What is needed –
Please copy out all the data. Every detail stays the same.

[Input data Boundary: Start]

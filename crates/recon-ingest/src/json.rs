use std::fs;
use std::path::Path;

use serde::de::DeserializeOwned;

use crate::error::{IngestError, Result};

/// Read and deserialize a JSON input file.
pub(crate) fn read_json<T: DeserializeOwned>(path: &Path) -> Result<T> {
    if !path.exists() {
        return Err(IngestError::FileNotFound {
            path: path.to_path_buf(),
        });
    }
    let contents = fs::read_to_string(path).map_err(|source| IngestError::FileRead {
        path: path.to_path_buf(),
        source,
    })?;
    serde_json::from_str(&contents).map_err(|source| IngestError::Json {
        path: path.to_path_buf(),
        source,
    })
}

[Input data Boundary: End]

Exercise response –
filename crates/recon-ingest/src/json.rs
use std::fs;
use std::path::Path;

use serde::de::DeserializeOwned;

use crate::error::{IngestError, Result};

/// Read and deserialize a JSON input file.
pub(crate) fn read_json<T: DeserializeOwned>(path: &Path) -> Result<T> {
    if !path.exists() {
        return Err(IngestError::FileNotFound {
            path: path.to_path_buf(),
        });
    }
    let contents = fs::read_to_string(path).map_err(|source| IngestError::FileRead {
        path: path.to_path_buf(),
        source,
    })?;
    serde_json::from_str(&contents).map_err(|source| IngestError::Json {
        path: path.to_path_buf(),
        source,
    })
}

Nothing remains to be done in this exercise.